- Exercise objective:
I would like every record below transcribed exactly as it is.
(The data Opens)
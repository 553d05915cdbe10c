//! 로깅 시스템
//!
//! `tracing` + `tracing-subscriber` 기반의 로깅 초기화를 제공합니다.
//!
//! # 사용 예시
//! ```rust,no_run
//! use shared::logging::{init_logging, LoggingConfig, ServiceType};
//!
//! fn main() -> anyhow::Result<()> {
//!     init_logging(ServiceType::ApiServer, &LoggingConfig::from_env())?;
//!     tracing::info!("서버 시작");
//!     Ok(())
//! }
//! ```

pub mod config;

pub use config::{LoggingConfig, ServiceType};

use anyhow::Result;
use tracing_subscriber::EnvFilter;

/// 로깅 시스템 초기화 함수
///
/// `RUST_LOG`가 설정되어 있으면 그 값을, 없으면 `config.level`을 필터로 사용합니다.
/// 이미 전역 subscriber가 설정된 경우(테스트 등)에는 조용히 넘어갑니다.
pub fn init_logging(service_type: ServiceType, config: &LoggingConfig) -> Result<()> {
    config.validate()?;

    let filter = EnvFilter::try_from_default_env()
        .unwrap_or_else(|_| EnvFilter::new(config.level.as_str()));

    let builder = tracing_subscriber::fmt()
        .with_env_filter(filter)
        .with_target(config.with_target)
        .with_ansi(config.ansi && !config.json_format);

    let result = if config.json_format {
        builder.json().try_init()
    } else {
        builder.try_init()
    };

    if result.is_ok() {
        tracing::info!(
            service = service_type.as_str(),
            json = config.json_format,
            "로깅 시스템 초기화 완료"
        );
    }

    Ok(())
}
(The data Closes)
- Output for this exercise:
repository 553d05915cdbe10c
//! 로깅 시스템
//!
//! `tracing` + `tracing-subscriber` 기반의 로깅 초기화를 제공합니다.
//!
//! # 사용 예시
//! ```rust,no_run
//! use shared::logging::{init_logging, LoggingConfig, ServiceType};
//!
//! fn main() -> anyhow::Result<()> {
//!     init_logging(ServiceType::ApiServer, &LoggingConfig::from_env())?;
//!     tracing::info!("서버 시작");
//!     Ok(())
//! }
//! ```

pub mod config;

pub use config::{LoggingConfig, ServiceType};

use anyhow::Result;
use tracing_subscriber::EnvFilter;

/// 로깅 시스템 초기화 함수
///
/// `RUST_LOG`가 설정되어 있으면 그 값을, 없으면 `config.level`을 필터로 사용합니다.
/// 이미 전역 subscriber가 설정된 경우(테스트 등)에는 조용히 넘어갑니다.
pub fn init_logging(service_type: ServiceType, config: &LoggingConfig) -> Result<()> {
    config.validate()?;

    let filter = EnvFilter::try_from_default_env()
        .unwrap_or_else(|_| EnvFilter::new(config.level.as_str()));

    let builder = tracing_subscriber::fmt()
        .with_env_filter(filter)
        .with_target(config.with_target)
        .with_ansi(config.ansi && !config.json_format);

    let result = if config.json_format {
        builder.json().try_init()
    } else {
        builder.try_init()
    };

    if result.is_ok() {
        tracing::info!(
            service = service_type.as_str(),
            json = config.json_format,
            "로깅 시스템 초기화 완료"
        );
    }

    Ok(())
}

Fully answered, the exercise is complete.